(Stored items)
BEGIN

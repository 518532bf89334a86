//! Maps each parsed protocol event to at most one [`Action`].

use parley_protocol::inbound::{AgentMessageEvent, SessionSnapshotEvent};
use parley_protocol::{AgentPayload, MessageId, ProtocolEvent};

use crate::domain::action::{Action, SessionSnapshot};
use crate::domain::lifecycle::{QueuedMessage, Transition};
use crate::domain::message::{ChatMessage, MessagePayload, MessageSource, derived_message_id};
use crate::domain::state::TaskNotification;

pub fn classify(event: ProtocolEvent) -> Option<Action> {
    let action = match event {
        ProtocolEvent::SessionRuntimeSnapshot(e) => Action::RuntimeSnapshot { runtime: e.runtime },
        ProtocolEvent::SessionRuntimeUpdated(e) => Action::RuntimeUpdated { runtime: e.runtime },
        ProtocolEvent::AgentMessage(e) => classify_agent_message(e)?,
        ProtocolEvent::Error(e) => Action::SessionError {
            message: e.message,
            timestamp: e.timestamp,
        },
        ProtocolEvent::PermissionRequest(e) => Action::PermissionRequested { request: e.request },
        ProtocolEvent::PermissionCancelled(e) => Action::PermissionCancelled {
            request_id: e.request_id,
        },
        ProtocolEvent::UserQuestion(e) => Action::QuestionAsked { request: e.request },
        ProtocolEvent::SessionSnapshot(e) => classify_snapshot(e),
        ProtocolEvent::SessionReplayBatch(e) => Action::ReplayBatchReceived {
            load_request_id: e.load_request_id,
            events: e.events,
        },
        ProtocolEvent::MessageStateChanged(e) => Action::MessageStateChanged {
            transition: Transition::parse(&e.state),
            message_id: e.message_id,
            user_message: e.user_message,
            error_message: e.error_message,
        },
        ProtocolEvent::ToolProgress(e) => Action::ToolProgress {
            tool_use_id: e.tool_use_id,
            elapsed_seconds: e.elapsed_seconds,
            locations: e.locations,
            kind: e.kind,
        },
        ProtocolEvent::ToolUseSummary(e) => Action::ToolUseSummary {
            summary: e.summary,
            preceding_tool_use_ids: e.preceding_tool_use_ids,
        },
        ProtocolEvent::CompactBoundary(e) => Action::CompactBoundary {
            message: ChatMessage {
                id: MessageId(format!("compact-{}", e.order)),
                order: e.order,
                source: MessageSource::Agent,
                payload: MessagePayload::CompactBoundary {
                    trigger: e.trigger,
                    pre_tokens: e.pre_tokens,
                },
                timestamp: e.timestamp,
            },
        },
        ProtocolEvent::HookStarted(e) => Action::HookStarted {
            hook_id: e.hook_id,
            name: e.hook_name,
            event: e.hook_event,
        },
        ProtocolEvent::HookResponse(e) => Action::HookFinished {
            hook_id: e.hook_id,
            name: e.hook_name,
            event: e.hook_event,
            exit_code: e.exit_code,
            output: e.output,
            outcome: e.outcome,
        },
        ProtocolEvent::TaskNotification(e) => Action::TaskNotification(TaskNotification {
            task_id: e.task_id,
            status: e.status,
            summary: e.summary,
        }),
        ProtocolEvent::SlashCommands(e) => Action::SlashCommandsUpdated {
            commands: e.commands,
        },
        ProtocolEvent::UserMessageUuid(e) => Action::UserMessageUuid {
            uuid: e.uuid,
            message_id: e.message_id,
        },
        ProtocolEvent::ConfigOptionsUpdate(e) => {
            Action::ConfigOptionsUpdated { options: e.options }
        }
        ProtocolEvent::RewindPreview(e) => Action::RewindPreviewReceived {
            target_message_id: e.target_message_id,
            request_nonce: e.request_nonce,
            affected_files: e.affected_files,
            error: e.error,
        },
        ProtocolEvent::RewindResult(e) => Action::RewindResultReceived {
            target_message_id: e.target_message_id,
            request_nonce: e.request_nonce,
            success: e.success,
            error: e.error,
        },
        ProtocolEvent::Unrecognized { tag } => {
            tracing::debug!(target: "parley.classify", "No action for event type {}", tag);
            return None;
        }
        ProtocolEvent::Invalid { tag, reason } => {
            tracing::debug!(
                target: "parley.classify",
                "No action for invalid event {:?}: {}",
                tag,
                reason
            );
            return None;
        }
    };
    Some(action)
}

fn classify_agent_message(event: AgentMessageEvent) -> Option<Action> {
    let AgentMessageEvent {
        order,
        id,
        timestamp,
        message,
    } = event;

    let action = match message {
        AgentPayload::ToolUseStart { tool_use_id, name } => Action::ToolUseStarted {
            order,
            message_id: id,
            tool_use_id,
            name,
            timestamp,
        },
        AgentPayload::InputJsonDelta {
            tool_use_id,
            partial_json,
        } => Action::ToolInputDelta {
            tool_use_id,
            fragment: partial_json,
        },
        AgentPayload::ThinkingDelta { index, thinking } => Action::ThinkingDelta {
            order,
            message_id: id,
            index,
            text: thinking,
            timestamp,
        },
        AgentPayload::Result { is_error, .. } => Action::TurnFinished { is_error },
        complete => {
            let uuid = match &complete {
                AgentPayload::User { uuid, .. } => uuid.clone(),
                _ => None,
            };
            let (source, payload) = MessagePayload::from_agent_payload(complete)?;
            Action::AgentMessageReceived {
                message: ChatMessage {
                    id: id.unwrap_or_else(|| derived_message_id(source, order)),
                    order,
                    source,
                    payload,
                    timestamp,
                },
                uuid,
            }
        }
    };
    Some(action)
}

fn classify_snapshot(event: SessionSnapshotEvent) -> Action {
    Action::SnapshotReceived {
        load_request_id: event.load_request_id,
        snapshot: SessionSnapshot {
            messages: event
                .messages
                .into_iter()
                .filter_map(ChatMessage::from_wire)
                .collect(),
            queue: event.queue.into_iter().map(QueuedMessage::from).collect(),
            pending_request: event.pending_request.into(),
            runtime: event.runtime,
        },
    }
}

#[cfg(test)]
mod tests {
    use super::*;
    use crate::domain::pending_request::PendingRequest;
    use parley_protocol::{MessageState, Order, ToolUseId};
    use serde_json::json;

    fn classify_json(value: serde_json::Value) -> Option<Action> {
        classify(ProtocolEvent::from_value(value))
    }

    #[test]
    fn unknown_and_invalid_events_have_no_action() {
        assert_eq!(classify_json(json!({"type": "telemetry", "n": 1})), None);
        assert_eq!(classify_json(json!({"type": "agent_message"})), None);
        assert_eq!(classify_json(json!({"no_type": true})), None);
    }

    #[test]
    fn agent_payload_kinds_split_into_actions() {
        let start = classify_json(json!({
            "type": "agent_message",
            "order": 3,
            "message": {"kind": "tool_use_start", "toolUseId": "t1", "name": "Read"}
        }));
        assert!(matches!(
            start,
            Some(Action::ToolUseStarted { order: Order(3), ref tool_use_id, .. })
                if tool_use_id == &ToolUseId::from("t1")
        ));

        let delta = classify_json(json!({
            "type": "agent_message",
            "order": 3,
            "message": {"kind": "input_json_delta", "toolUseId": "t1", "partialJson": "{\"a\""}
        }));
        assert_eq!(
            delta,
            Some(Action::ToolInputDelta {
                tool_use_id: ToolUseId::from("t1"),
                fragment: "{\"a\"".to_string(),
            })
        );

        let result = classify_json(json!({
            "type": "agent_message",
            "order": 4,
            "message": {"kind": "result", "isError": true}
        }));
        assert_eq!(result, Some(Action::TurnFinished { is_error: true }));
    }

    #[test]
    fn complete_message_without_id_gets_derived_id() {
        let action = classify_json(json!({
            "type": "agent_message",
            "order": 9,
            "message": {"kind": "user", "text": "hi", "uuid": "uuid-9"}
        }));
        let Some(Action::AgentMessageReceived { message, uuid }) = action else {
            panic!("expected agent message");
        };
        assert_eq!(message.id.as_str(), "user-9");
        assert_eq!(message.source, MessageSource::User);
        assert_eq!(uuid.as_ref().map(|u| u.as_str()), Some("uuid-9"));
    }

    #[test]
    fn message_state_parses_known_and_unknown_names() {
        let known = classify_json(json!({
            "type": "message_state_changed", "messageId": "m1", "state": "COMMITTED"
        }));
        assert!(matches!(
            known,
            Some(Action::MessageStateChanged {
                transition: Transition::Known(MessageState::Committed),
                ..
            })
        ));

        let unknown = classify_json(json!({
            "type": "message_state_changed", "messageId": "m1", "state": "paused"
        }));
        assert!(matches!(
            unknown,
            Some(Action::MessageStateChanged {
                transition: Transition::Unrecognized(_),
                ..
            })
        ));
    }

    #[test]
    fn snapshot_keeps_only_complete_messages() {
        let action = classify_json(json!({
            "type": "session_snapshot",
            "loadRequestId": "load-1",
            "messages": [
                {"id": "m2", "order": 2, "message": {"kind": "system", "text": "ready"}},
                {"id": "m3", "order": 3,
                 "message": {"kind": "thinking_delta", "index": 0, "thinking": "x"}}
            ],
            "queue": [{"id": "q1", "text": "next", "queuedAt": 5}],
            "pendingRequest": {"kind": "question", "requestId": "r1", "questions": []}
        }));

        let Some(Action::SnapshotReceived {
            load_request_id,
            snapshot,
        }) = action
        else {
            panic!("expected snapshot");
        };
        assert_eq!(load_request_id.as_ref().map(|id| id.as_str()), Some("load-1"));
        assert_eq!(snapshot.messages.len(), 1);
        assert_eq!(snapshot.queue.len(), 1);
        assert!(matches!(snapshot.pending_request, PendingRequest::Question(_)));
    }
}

END

• _Task description_:
For the records above, give the number of lines containing the string "MessageSource" and no other words.

• _Task solution_:
3